(Data begins)

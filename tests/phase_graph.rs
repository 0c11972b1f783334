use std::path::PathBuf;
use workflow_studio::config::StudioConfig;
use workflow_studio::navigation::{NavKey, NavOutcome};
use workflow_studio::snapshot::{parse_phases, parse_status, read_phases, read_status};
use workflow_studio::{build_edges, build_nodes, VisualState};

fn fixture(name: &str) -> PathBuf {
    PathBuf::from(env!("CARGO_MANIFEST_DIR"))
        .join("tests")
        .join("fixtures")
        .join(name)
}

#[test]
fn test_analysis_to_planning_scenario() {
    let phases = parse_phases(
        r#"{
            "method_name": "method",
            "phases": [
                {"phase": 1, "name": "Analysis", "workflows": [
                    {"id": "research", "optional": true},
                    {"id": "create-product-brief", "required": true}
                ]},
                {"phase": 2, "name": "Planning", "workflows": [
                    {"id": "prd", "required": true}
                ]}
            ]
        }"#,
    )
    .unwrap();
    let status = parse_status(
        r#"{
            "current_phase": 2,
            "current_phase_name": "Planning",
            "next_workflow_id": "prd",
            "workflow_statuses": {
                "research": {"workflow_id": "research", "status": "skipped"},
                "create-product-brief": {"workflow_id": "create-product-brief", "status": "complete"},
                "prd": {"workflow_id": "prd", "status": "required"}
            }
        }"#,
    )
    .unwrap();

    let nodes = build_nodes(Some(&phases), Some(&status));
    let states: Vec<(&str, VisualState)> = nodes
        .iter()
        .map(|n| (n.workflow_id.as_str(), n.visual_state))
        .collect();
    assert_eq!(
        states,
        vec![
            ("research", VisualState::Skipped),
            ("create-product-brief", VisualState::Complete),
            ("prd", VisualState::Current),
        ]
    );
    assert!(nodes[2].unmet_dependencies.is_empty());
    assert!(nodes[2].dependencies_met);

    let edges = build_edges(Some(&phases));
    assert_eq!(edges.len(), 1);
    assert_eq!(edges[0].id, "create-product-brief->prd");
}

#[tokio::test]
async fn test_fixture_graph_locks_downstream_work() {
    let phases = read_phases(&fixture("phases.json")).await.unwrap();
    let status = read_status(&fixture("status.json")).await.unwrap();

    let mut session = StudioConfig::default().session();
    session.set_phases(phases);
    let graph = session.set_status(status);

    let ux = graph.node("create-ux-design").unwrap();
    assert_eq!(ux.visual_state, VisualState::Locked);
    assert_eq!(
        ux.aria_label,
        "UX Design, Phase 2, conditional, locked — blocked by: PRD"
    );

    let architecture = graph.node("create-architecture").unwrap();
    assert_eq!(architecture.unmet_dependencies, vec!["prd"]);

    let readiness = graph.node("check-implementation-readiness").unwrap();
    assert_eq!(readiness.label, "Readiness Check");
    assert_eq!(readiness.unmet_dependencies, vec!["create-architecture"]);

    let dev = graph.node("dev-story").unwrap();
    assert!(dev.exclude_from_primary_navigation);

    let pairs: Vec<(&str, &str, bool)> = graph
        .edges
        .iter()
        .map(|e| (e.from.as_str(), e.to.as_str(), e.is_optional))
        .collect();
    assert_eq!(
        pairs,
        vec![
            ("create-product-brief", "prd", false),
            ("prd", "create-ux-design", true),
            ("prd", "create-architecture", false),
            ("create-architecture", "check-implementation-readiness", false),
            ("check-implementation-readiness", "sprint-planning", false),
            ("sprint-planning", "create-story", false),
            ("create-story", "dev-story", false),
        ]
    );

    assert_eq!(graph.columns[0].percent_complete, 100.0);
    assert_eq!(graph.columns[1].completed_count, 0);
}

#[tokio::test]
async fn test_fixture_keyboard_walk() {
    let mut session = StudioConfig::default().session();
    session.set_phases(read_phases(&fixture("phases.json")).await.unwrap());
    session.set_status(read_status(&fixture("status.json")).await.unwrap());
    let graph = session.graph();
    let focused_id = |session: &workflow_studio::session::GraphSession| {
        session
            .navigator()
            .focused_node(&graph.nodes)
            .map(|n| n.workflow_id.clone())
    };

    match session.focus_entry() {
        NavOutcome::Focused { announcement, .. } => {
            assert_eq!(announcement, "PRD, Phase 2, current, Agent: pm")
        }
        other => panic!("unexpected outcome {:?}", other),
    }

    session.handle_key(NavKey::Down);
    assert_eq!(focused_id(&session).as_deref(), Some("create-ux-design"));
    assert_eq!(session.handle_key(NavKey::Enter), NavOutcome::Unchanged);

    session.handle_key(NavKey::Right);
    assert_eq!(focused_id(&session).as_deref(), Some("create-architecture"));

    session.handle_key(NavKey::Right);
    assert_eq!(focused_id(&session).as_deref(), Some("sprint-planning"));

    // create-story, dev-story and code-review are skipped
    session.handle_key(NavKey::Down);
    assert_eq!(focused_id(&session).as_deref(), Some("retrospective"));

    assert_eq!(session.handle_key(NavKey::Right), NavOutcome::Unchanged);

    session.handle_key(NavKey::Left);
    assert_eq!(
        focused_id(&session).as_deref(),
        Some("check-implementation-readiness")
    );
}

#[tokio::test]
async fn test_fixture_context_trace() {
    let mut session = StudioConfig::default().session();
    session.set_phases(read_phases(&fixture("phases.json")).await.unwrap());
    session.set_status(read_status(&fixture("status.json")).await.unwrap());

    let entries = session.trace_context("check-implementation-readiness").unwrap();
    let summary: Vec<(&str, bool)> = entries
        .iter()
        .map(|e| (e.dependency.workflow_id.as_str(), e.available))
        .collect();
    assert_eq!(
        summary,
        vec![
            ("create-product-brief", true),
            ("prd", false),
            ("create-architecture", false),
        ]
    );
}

(Data ends)

▸ What you are asked to do: Output the full set of entries exactly as they were given.

▸ Reply to the task:
filename tests/phase_graph.rs
repository 0c11972b1f783334
use std::path::PathBuf;
use workflow_studio::config::StudioConfig;
use workflow_studio::navigation::{NavKey, NavOutcome};
use workflow_studio::snapshot::{parse_phases, parse_status, read_phases, read_status};
use workflow_studio::{build_edges, build_nodes, VisualState};

fn fixture(name: &str) -> PathBuf {
    PathBuf::from(env!("CARGO_MANIFEST_DIR"))
        .join("tests")
        .join("fixtures")
        .join(name)
}

#[test]
fn test_analysis_to_planning_scenario() {
    let phases = parse_phases(
        r#"{
            "method_name": "method",
            "phases": [
                {"phase": 1, "name": "Analysis", "workflows": [
                    {"id": "research", "optional": true},
                    {"id": "create-product-brief", "required": true}
                ]},
                {"phase": 2, "name": "Planning", "workflows": [
                    {"id": "prd", "required": true}
                ]}
            ]
        }"#,
    )
    .unwrap();
    let status = parse_status(
        r#"{
            "current_phase": 2,
            "current_phase_name": "Planning",
            "next_workflow_id": "prd",
            "workflow_statuses": {
                "research": {"workflow_id": "research", "status": "skipped"},
                "create-product-brief": {"workflow_id": "create-product-brief", "status": "complete"},
                "prd": {"workflow_id": "prd", "status": "required"}
            }
        }"#,
    )
    .unwrap();

    let nodes = build_nodes(Some(&phases), Some(&status));
    let states: Vec<(&str, VisualState)> = nodes
        .iter()
        .map(|n| (n.workflow_id.as_str(), n.visual_state))
        .collect();
    assert_eq!(
        states,
        vec![
            ("research", VisualState::Skipped),
            ("create-product-brief", VisualState::Complete),
            ("prd", VisualState::Current),
        ]
    );
    assert!(nodes[2].unmet_dependencies.is_empty());
    assert!(nodes[2].dependencies_met);

    let edges = build_edges(Some(&phases));
    assert_eq!(edges.len(), 1);
    assert_eq!(edges[0].id, "create-product-brief->prd");
}

#[tokio::test]
async fn test_fixture_graph_locks_downstream_work() {
    let phases = read_phases(&fixture("phases.json")).await.unwrap();
    let status = read_status(&fixture("status.json")).await.unwrap();

    let mut session = StudioConfig::default().session();
    session.set_phases(phases);
    let graph = session.set_status(status);

    let ux = graph.node("create-ux-design").unwrap();
    assert_eq!(ux.visual_state, VisualState::Locked);
    assert_eq!(
        ux.aria_label,
        "UX Design, Phase 2, conditional, locked — blocked by: PRD"
    );

    let architecture = graph.node("create-architecture").unwrap();
    assert_eq!(architecture.unmet_dependencies, vec!["prd"]);

    let readiness = graph.node("check-implementation-readiness").unwrap();
    assert_eq!(readiness.label, "Readiness Check");
    assert_eq!(readiness.unmet_dependencies, vec!["create-architecture"]);

    let dev = graph.node("dev-story").unwrap();
    assert!(dev.exclude_from_primary_navigation);

    let pairs: Vec<(&str, &str, bool)> = graph
        .edges
        .iter()
        .map(|e| (e.from.as_str(), e.to.as_str(), e.is_optional))
        .collect();
    assert_eq!(
        pairs,
        vec![
            ("create-product-brief", "prd", false),
            ("prd", "create-ux-design", true),
            ("prd", "create-architecture", false),
            ("create-architecture", "check-implementation-readiness", false),
            ("check-implementation-readiness", "sprint-planning", false),
            ("sprint-planning", "create-story", false),
            ("create-story", "dev-story", false),
        ]
    );

    assert_eq!(graph.columns[0].percent_complete, 100.0);
    assert_eq!(graph.columns[1].completed_count, 0);
}

#[tokio::test]
async fn test_fixture_keyboard_walk() {
    let mut session = StudioConfig::default().session();
    session.set_phases(read_phases(&fixture("phases.json")).await.unwrap());
    session.set_status(read_status(&fixture("status.json")).await.unwrap());
    let graph = session.graph();
    let focused_id = |session: &workflow_studio::session::GraphSession| {
        session
            .navigator()
            .focused_node(&graph.nodes)
            .map(|n| n.workflow_id.clone())
    };

    match session.focus_entry() {
        NavOutcome::Focused { announcement, .. } => {
            assert_eq!(announcement, "PRD, Phase 2, current, Agent: pm")
        }
        other => panic!("unexpected outcome {:?}", other),
    }

    session.handle_key(NavKey::Down);
    assert_eq!(focused_id(&session).as_deref(), Some("create-ux-design"));
    assert_eq!(session.handle_key(NavKey::Enter), NavOutcome::Unchanged);

    session.handle_key(NavKey::Right);
    assert_eq!(focused_id(&session).as_deref(), Some("create-architecture"));

    session.handle_key(NavKey::Right);
    assert_eq!(focused_id(&session).as_deref(), Some("sprint-planning"));

    // create-story, dev-story and code-review are skipped
    session.handle_key(NavKey::Down);
    assert_eq!(focused_id(&session).as_deref(), Some("retrospective"));

    assert_eq!(session.handle_key(NavKey::Right), NavOutcome::Unchanged);

    session.handle_key(NavKey::Left);
    assert_eq!(
        focused_id(&session).as_deref(),
        Some("check-implementation-readiness")
    );
}

#[tokio::test]
async fn test_fixture_context_trace() {
    let mut session = StudioConfig::default().session();
    session.set_phases(read_phases(&fixture("phases.json")).await.unwrap());
    session.set_status(read_status(&fixture("status.json")).await.unwrap());

    let entries = session.trace_context("check-implementation-readiness").unwrap();
    let summary: Vec<(&str, bool)> = entries
        .iter()
        .map(|e| (e.dependency.workflow_id.as_str(), e.available))
        .collect();
    assert_eq!(
        summary,
        vec![
            ("create-product-brief", true),
            ("prd", false),
            ("create-architecture", false),
        ]
    );
}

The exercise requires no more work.